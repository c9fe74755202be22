use anyhow::{bail, Context, Result};
use batch::{BatchOutput, BatchSummary};
use clap::{ArgGroup, Args, Parser, Subcommand};
use config::FileConfig;
use cxxgraph_ast::{Ast, CppParser, ParseOptions};
use cxxgraph_graph::{canonicalize, graph_to_string, write_ast_dump, GraphBuilder, GraphFormat};
use std::env;
use std::fs::{self, File};
use std::io::{self, BufReader, BufWriter, Write};
use std::path::{Path, PathBuf};
use std::sync::Arc;

pub mod batch;
pub mod compdb;
pub mod config;

fn print_stdout(text: &str) -> Result<()> {
    let mut stdout = io::stdout().lock();
    if let Err(err) = stdout.write_all(text.as_bytes()).and_then(|_| stdout.flush()) {
        if err.kind() == io::ErrorKind::BrokenPipe {
            return Ok(());
        }
        return Err(err.into());
    }
    Ok(())
}

#[derive(Parser)]
#[command(name = "cxxgraph")]
#[command(about = "Symbol and call graphs for C++ translation units", long_about = None)]
#[command(version)]
struct Cli {
    #[command(subcommand)]
    command: Commands,

    /// Enable verbose logging
    #[arg(short, long, global = true)]
    verbose: bool,

    /// Quiet mode: log only warnings/errors
    #[arg(short, long, global = true)]
    quiet: bool,

    /// Configuration file (default: ./cxxgraph.toml when present)
    #[arg(long, global = true)]
    config: Option<PathBuf>,
}

#[derive(Subcommand)]
enum Commands {
    /// Build the graph of one C++ source file or JSON AST dump
    Graph(GraphArgs),

    /// Build graphs for every unit of the compilation databases below a directory
    Batch(BatchArgs),
}

#[derive(Args)]
struct GraphArgs {
    /// C++ source file, or a `.json` AST dump
    input: PathBuf,

    /// Allowed source file (repeatable; default: the input's main file)
    #[arg(long = "allow", value_name = "PATH")]
    allow: Vec<String>,

    /// Record declaration files relative to this directory
    #[arg(long)]
    project_root: Option<PathBuf>,

    /// Output format: gml, graphml or json
    #[arg(short, long, value_parser = parse_format)]
    format: Option<GraphFormat>,

    /// Output file (default: stdout)
    #[arg(short, long)]
    output: Option<PathBuf>,

    /// Write an annotated AST dump to this file
    #[arg(long, value_name = "FILE")]
    dump_ast: Option<PathBuf>,

    /// Keep header and source views of a symbol as separate nodes
    #[arg(long)]
    no_canonicalize: bool,

    /// Additional directory searched for quoted includes
    #[arg(short = 'I', long = "include", value_name = "DIR")]
    include: Vec<PathBuf>,
}

#[derive(Args)]
#[command(group(ArgGroup::new("target").required(true).multiple(true).args(["out_dir", "merge"])))]
struct BatchArgs {
    /// Directory searched for compile_commands.json files
    dir: PathBuf,

    /// One graph file per translation unit in this directory
    #[arg(long)]
    out_dir: Option<PathBuf>,

    /// Single merged graph of all translation units
    #[arg(long, value_name = "FILE")]
    merge: Option<PathBuf>,

    /// Translation units processed in parallel
    #[arg(short, long)]
    jobs: Option<usize>,

    /// Output format: gml, graphml or json
    #[arg(short, long, value_parser = parse_format)]
    format: Option<GraphFormat>,

    /// Project root (default: the searched directory)
    #[arg(long)]
    project_root: Option<PathBuf>,

    /// Additional directory searched for quoted includes
    #[arg(short = 'I', long = "include", value_name = "DIR")]
    include: Vec<PathBuf>,
}

fn parse_format(raw: &str) -> std::result::Result<GraphFormat, String> {
    raw.parse().map_err(|e: cxxgraph_graph::GraphError| e.to_string())
}

/// Format from the flag, else the config file, else the output extension
fn resolve_format(flag: Option<GraphFormat>, file: &FileConfig, output: Option<&Path>) -> GraphFormat {
    flag.or(file.output.format)
        .or_else(|| {
            output
                .and_then(|p| p.extension())
                .and_then(|ext| ext.to_str())
                .and_then(|ext| ext.parse().ok())
        })
        .unwrap_or_default()
}

pub async fn main_entry() -> Result<()> {
    let cli = Cli::parse();

    let mut builder =
        env_logger::Builder::from_env(env_logger::Env::default().default_filter_or("info"));
    if cli.quiet {
        builder.filter_level(log::LevelFilter::Warn);
    } else if cli.verbose {
        builder.filter_level(log::LevelFilter::Debug);
    }
    builder.target(env_logger::Target::Stderr).init();

    let cwd = env::current_dir().context("Failed to read the working directory")?;
    let file_config = FileConfig::discover(cli.config.as_deref(), &cwd)?;

    match cli.command {
        Commands::Graph(args) => run_graph(args, &file_config, &cwd)?,
        Commands::Batch(args) => run_batch(args, &file_config, &cwd).await?,
    }

    Ok(())
}

fn load_ast(input: &Path, options: &ParseOptions) -> Result<Ast> {
    let is_dump = input
        .extension()
        .is_some_and(|ext| ext.eq_ignore_ascii_case("json"));
    if is_dump {
        let file = File::open(input).with_context(|| format!("Failed to open {}", input.display()))?;
        let ast = Ast::from_reader(BufReader::new(file))
            .with_context(|| format!("Invalid AST dump {}", input.display()))?;
        ast.validate()?;
        return Ok(ast);
    }

    let mut parser = CppParser::new()?;
    parser
        .parse_file(input, options)
        .with_context(|| format!("Failed to parse {}", input.display()))
}

fn run_graph(args: GraphArgs, file_config: &FileConfig, cwd: &Path) -> Result<()> {
    let config = file_config.graph_config(cwd, args.project_root.as_deref())?;
    let options = ParseOptions::default().with_include_dirs(file_config.include_dirs(&args.include));
    let format = resolve_format(args.format, file_config, args.output.as_deref());

    let ast = load_ast(&args.input, &options)?;
    let allowed = if args.allow.is_empty() {
        vec![ast.root().spelling().to_string()]
    } else {
        args.allow
    };

    let builder = GraphBuilder::new(&allowed, &config)?;
    let mut graph = builder.build(&ast)?;
    if !args.no_canonicalize {
        canonicalize(&mut graph, &config.extensions);
    }

    if let Some(path) = &args.dump_ast {
        let file = File::create(path).with_context(|| format!("Failed to create {}", path.display()))?;
        write_ast_dump(&ast, builder.filter(), BufWriter::new(file))?;
        log::info!("AST dump written to {}", path.display());
    }

    match &args.output {
        Some(path) => {
            batch::write_graph_file(&graph, format, path)?;
            log::info!(
                "{} node(s), {} edge(s) written to {}",
                graph.node_count(),
                graph.edge_count(),
                path.display()
            );
        }
        None => print_stdout(&graph_to_string(&graph, format)?)?,
    }
    Ok(())
}

async fn run_batch(args: BatchArgs, file_config: &FileConfig, cwd: &Path) -> Result<()> {
    let root = cxxgraph_ast::paths::absolutize(&args.dir, cwd);
    if !root.is_dir() {
        bail!("{} is not a directory", root.display());
    }
    let project_root = args.project_root.clone().unwrap_or_else(|| root.clone());
    let config = Arc::new(file_config.graph_config(cwd, Some(&project_root))?);
    let format = resolve_format(args.format, file_config, args.merge.as_deref());
    let jobs = args.jobs.unwrap_or_else(batch::default_jobs);

    let databases = compdb::find_databases(&root);
    if databases.is_empty() {
        bail!("No {} found under {}", compdb::DATABASE_FILE, root.display());
    }
    let mut units = compdb::load_all(&databases);
    let extra_includes = file_config.include_dirs(&args.include);
    for unit in &mut units {
        unit.include_dirs
            .extend(extra_includes.iter().map(|dir| cxxgraph_ast::paths::absolutize(dir, cwd)));
    }
    log::info!("Building {} translation unit(s) with {} job(s)", units.len(), jobs);

    if let Some(dir) = &args.out_dir {
        fs::create_dir_all(dir).with_context(|| format!("Failed to create {}", dir.display()))?;
    }

    let total = units.len();
    let results = batch::build_units(units, config.clone(), jobs).await;
    let output = BatchOutput {
        out_dir: args.out_dir,
        merge: args.merge,
        format,
    };
    let BatchSummary { built, failed } = batch::write_results(results, &project_root, &config, &output)?;

    log::info!("{built} of {total} translation unit(s) built, {failed} failed");
    if built == 0 && total > 0 {
        bail!("All {total} translation unit(s) failed");
    }
    Ok(())
}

**********

About this task: Using the data above, transcribe the lines that run from the line with "dump written to" to the line with "let mut units", both ends kept, and output nothing else.

Response:
        log::info!("AST dump written to {}", path.display());
    }

    match &args.output {
        Some(path) => {
            batch::write_graph_file(&graph, format, path)?;
            log::info!(
                "{} node(s), {} edge(s) written to {}",
                graph.node_count(),
                graph.edge_count(),
                path.display()
            );
        }
        None => print_stdout(&graph_to_string(&graph, format)?)?,
    }
    Ok(())
}

async fn run_batch(args: BatchArgs, file_config: &FileConfig, cwd: &Path) -> Result<()> {
    let root = cxxgraph_ast::paths::absolutize(&args.dir, cwd);
    if !root.is_dir() {
        bail!("{} is not a directory", root.display());
    }
    let project_root = args.project_root.clone().unwrap_or_else(|| root.clone());
    let config = Arc::new(file_config.graph_config(cwd, Some(&project_root))?);
    let format = resolve_format(args.format, file_config, args.merge.as_deref());
    let jobs = args.jobs.unwrap_or_else(batch::default_jobs);

    let databases = compdb::find_databases(&root);
    if databases.is_empty() {
        bail!("No {} found under {}", compdb::DATABASE_FILE, root.display());
    }
    let mut units = compdb::load_all(&databases);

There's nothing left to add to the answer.